Brothers and sisters in Christ, return to your home and declare how much God has done so that children of God who are possessed by demons like cancer can be reassured of the promise of eternal life simply because of your presence and healing touch. A presence and touch that sets people free.
Return to your home, and declare how much God has done so that children of God who are possessed by unclean spirits that allow poverty, hunger, addiction, and homelessness to still exist can be set free from those chains through your bold acts of compassion.
Bold acts of compassion as you and I support ministries like World Hunger, local homeless shelters and affordable housing projects, or even through a simple wooden box called the Little Free Pantry on the north side of Good Shepherd’s property. Bold acts of compassion that set people free.

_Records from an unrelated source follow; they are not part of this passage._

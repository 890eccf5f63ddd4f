//! Configuration for helmsman components

use serde::{Deserialize, Serialize};
use std::net::SocketAddr;
use std::path::PathBuf;
use std::time::Duration;

/// Global configuration
#[derive(Debug, Clone, Serialize, Deserialize)]
pub struct Config {
    /// Router instance name (unique per router process)
    pub router_name: String,

    /// Bind address for the HTTP admin API
    pub bind_addr: SocketAddr,

    /// RocksDB path for the placement store
    pub db_path: PathBuf,

    /// Virtual storages served by this router
    pub virtual_storages: Vec<VirtualStorageConfig>,

    /// Vote coordinator settings
    #[serde(default)]
    pub vote: VoteConfig,

    /// Replication scheduler settings
    #[serde(default)]
    pub replication: ReplicationConfig,

    /// Health manager settings
    #[serde(default)]
    pub health: HealthConfig,

    /// Failover controller settings
    #[serde(default)]
    pub failover: FailoverConfig,

    /// Logging level
    #[serde(default = "default_log_level")]
    pub log_level: String,
}

fn default_log_level() -> String {
    "info".to_string()
}

/// One logical storage name exposed to clients, backed by physical storages
#[derive(Debug, Clone, Serialize, Deserialize)]
pub struct VirtualStorageConfig {
    /// Client-visible name
    pub name: String,

    /// Backend nodes, in configuration order
    pub nodes: Vec<NodeConfig>,

    /// Replicas per repository created on this virtual storage
    #[serde(default = "default_replication_factor")]
    pub default_replication_factor: usize,

    /// Vote threshold override; defaults to a strict majority plus one
    #[serde(skip_serializing_if = "Option::is_none", default)]
    pub vote_quorum: Option<usize>,
}

fn default_replication_factor() -> usize {
    3
}

#[derive(Debug, Clone, Serialize, Deserialize)]
pub struct NodeConfig {
    /// Physical storage name
    pub storage: String,

    /// Backend address
    pub address: String,
}

/// Vote coordinator configuration
#[derive(Debug, Clone, Serialize, Deserialize)]
pub struct VoteConfig {
    /// Deadline for the prepared phase
    #[serde(default = "default_prepared_timeout")]
    pub prepared_timeout_secs: u64,

    /// Deadline for the committed phase
    #[serde(default = "default_committed_timeout")]
    pub committed_timeout_secs: u64,

    /// How long a finished transaction stays visible to stragglers
    #[serde(default = "default_transaction_grace")]
    pub grace_secs: u64,
}

fn default_prepared_timeout() -> u64 {
    10
}
fn default_committed_timeout() -> u64 {
    60
}
fn default_transaction_grace() -> u64 {
    30
}

impl VoteConfig {
    pub fn phase_timeout(&self, committed: bool) -> Duration {
        if committed {
            Duration::from_secs(self.committed_timeout_secs)
        } else {
            Duration::from_secs(self.prepared_timeout_secs)
        }
    }
}

impl Default for VoteConfig {
    fn default() -> Self {
        Self {
            prepared_timeout_secs: default_prepared_timeout(),
            committed_timeout_secs: default_committed_timeout(),
            grace_secs: default_transaction_grace(),
        }
    }
}

/// Replication scheduler configuration
#[derive(Debug, Clone, Serialize, Deserialize)]
pub struct ReplicationConfig {
    /// Attempts before a job is marked dead
    #[serde(default = "default_max_attempts")]
    pub max_attempts: u32,

    /// Base retry delay (milliseconds); doubled per attempt
    #[serde(default = "default_base_delay_ms")]
    pub base_delay_ms: u64,

    /// Retry delay cap (milliseconds)
    #[serde(default = "default_max_delay_ms")]
    pub max_delay_ms: u64,

    /// Lease duration for claimed jobs
    #[serde(default = "default_lease_secs")]
    pub lease_secs: u64,

    /// Jobs claimed per poll
    #[serde(default = "default_batch_size")]
    pub batch_size: usize,

    /// Poll interval when the queue is empty
    #[serde(default = "default_poll_interval_ms")]
    pub poll_interval_ms: u64,
}

fn default_max_attempts() -> u32 {
    5
}
fn default_base_delay_ms() -> u64 {
    500
}
fn default_max_delay_ms() -> u64 {
    60_000
}
fn default_lease_secs() -> u64 {
    30
}
fn default_batch_size() -> usize {
    10
}
fn default_poll_interval_ms() -> u64 {
    1_000
}

impl Default for ReplicationConfig {
    fn default() -> Self {
        Self {
            max_attempts: default_max_attempts(),
            base_delay_ms: default_base_delay_ms(),
            max_delay_ms: default_max_delay_ms(),
            lease_secs: default_lease_secs(),
            batch_size: default_batch_size(),
            poll_interval_ms: default_poll_interval_ms(),
        }
    }
}

/// Health manager configuration
#[derive(Debug, Clone, Serialize, Deserialize)]
pub struct HealthConfig {
    /// Probe cadence
    #[serde(default = "default_health_interval")]
    pub interval_secs: u64,

    /// Window within which a health report counts
    #[serde(default = "default_freshness")]
    pub freshness_secs: u64,

    /// Per-probe timeout
    #[serde(default = "default_probe_timeout_ms")]
    pub probe_timeout_ms: u64,
}

fn default_health_interval() -> u64 {
    3
}
fn default_freshness() -> u64 {
    10
}
fn default_probe_timeout_ms() -> u64 {
    1_000
}

impl Default for HealthConfig {
    fn default() -> Self {
        Self {
            interval_secs: default_health_interval(),
            freshness_secs: default_freshness(),
            probe_timeout_ms: default_probe_timeout_ms(),
        }
    }
}

/// Failover controller configuration
#[derive(Debug, Clone, Serialize, Deserialize)]
pub struct FailoverConfig {
    /// Evaluation cadence
    #[serde(default = "default_failover_interval")]
    pub interval_secs: u64,

    /// Disable to pin primaries (operator escape hatch)
    #[serde(default = "default_true")]
    pub enabled: bool,
}

fn default_failover_interval() -> u64 {
    5
}
fn default_true() -> bool {
    true
}

impl Default for FailoverConfig {
    fn default() -> Self {
        Self {
            interval_secs: default_failover_interval(),
            enabled: default_true(),
        }
    }
}

impl Config {
    /// Load from file
    pub fn from_file(path: impl AsRef<std::path::Path>) -> crate::Result<Self> {
        let content = std::fs::read_to_string(path)?;
        let config: Config = serde_json::from_str(&content)
            .map_err(|e| crate::Error::InvalidConfig(format!("failed to parse config: {}", e)))?;
        Ok(config)
    }

    /// Save to file
    pub fn to_file(&self, path: impl AsRef<std::path::Path>) -> crate::Result<()> {
        let content = serde_json::to_string_pretty(self)
            .map_err(|e| crate::Error::Internal(format!("failed to serialize config: {}", e)))?;
        std::fs::write(path, content)?;
        Ok(())
    }

    /// Validate configuration
    pub fn validate(&self) -> crate::Result<()> {
        if self.router_name.is_empty() {
            return Err(crate::Error::InvalidConfig("router_name is required".into()));
        }
        if self.virtual_storages.is_empty() {
            return Err(crate::Error::InvalidConfig(
                "at least one virtual storage is required".into(),
            ));
        }

        let mut seen = std::collections::HashSet::new();
        for vs in &self.virtual_storages {
            if vs.name.is_empty() {
                return Err(crate::Error::InvalidConfig(
                    "virtual storage name is required".into(),
                ));
            }
            if !seen.insert(vs.name.clone()) {
                return Err(crate::Error::InvalidConfig(format!(
                    "duplicate virtual storage: {}",
                    vs.name
                )));
            }
            if vs.nodes.is_empty() {
                return Err(crate::Error::InvalidConfig(format!(
                    "virtual storage {} has no nodes",
                    vs.name
                )));
            }
            let mut storages = std::collections::HashSet::new();
            for node in &vs.nodes {
                if !storages.insert(node.storage.clone()) {
                    return Err(crate::Error::InvalidConfig(format!(
                        "duplicate storage {} in virtual storage {}",
                        node.storage, vs.name
                    )));
                }
            }
            if vs.default_replication_factor == 0
                || vs.default_replication_factor > vs.nodes.len()
            {
                return Err(crate::Error::InvalidConfig(format!(
                    "replication factor {} out of range for virtual storage {} with {} nodes",
                    vs.default_replication_factor,
                    vs.name,
                    vs.nodes.len()
                )));
            }
            if let Some(q) = vs.vote_quorum {
                if q == 0 || q > vs.nodes.len() {
                    return Err(crate::Error::InvalidConfig(format!(
                        "vote quorum {} out of range for virtual storage {}",
                        q, vs.name
                    )));
                }
            }
        }

        Ok(())
    }

    /// Storage names per virtual storage, in configuration order
    pub fn storage_names(&self) -> std::collections::HashMap<String, Vec<String>> {
        self.virtual_storages
            .iter()
            .map(|vs| {
                (
                    vs.name.clone(),
                    vs.nodes.iter().map(|n| n.storage.clone()).collect(),
                )
            })
            .collect()
    }

    pub fn virtual_storage(&self, name: &str) -> Option<&VirtualStorageConfig> {
        self.virtual_storages.iter().find(|vs| vs.name == name)
    }
}

impl VirtualStorageConfig {
    /// Vote threshold for a participant set of the given size.
    /// Defaults to `ceil(n / 2) + 1`, capped at the set size.
    pub fn quorum(&self, participants: usize) -> usize {
        match self.vote_quorum {
            Some(q) => q.min(participants),
            None => ((participants + 1) / 2 + 1).min(participants),
        }
    }
}

#[cfg(test)]
mod tests {
    use super::*;

    fn sample() -> Config {
        Config {
            router_name: "router-1".into(),
            bind_addr: "127.0.0.1:5000".parse().unwrap(),
            db_path: PathBuf::from("./router-data"),
            virtual_storages: vec![VirtualStorageConfig {
                name: "vs1".into(),
                nodes: vec![
                    NodeConfig {
                        storage: "st-1".into(),
                        address: "http://localhost:6000".into(),
                    },
                    NodeConfig {
                        storage: "st-2".into(),
                        address: "http://localhost:6001".into(),
                    },
                    NodeConfig {
                        storage: "st-3".into(),
                        address: "http://localhost:6002".into(),
                    },
                ],
                default_replication_factor: 3,
                vote_quorum: None,
            }],
            vote: VoteConfig::default(),
            replication: ReplicationConfig::default(),
            health: HealthConfig::default(),
            failover: FailoverConfig::default(),
            log_level: "info".into(),
        }
    }

    #[test]
    fn test_validate_ok() {
        assert!(sample().validate().is_ok());
    }

    #[test]
    fn test_validate_replication_factor() {
        let mut cfg = sample();
        cfg.virtual_storages[0].default_replication_factor = 4;
        assert!(cfg.validate().is_err());

        cfg.virtual_storages[0].default_replication_factor = 0;
        assert!(cfg.validate().is_err());
    }

    #[test]
    fn test_validate_duplicate_storage() {
        let mut cfg = sample();
        cfg.virtual_storages[0].nodes[1].storage = "st-1".into();
        assert!(cfg.validate().is_err());
    }

    #[test]
    fn test_quorum_default() {
        let vs = sample().virtual_storages[0].clone();
        assert_eq!(vs.quorum(1), 1);
        assert_eq!(vs.quorum(2), 2);
        assert_eq!(vs.quorum(3), 3);
        assert_eq!(vs.quorum(4), 3);
        assert_eq!(vs.quorum(5), 4);
    }

    #[test]
    fn test_quorum_override() {
        let mut vs = sample().virtual_storages[0].clone();
        vs.vote_quorum = Some(3);
        assert_eq!(vs.quorum(3), 3);
        assert_eq!(vs.quorum(2), 2);
    }

    #[test]
    fn test_roundtrip_file() {
        let dir = tempfile::tempdir().unwrap();
        let path = dir.path().join("config.json");
        let cfg = sample();
        cfg.to_file(&path).unwrap();
        let loaded = Config::from_file(&path).unwrap();
        assert_eq!(loaded.router_name, cfg.router_name);
        assert_eq!(loaded.virtual_storages.len(), 1);
        assert_eq!(loaded.virtual_storages[0].nodes.len(), 3);
    }
}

As children of God, claimed, named, forgiven and set free in our baptism, you and I are followers of Jesus who are sent into the world with the power of the Holy Spirit to cast out demons and break the chains of bondage because God is at work in us and through us right now, today.
So you know what, if you haven’t realized it yet, maybe you do now. Today’s gospel is about us. Thanks be to God that it is. Never stop declaring how much God has done for and continues to do through you to bless the world in which we live right now. God is at work in Jesus, bringing God’s kingdom on earth, as it is in heaven. Amen.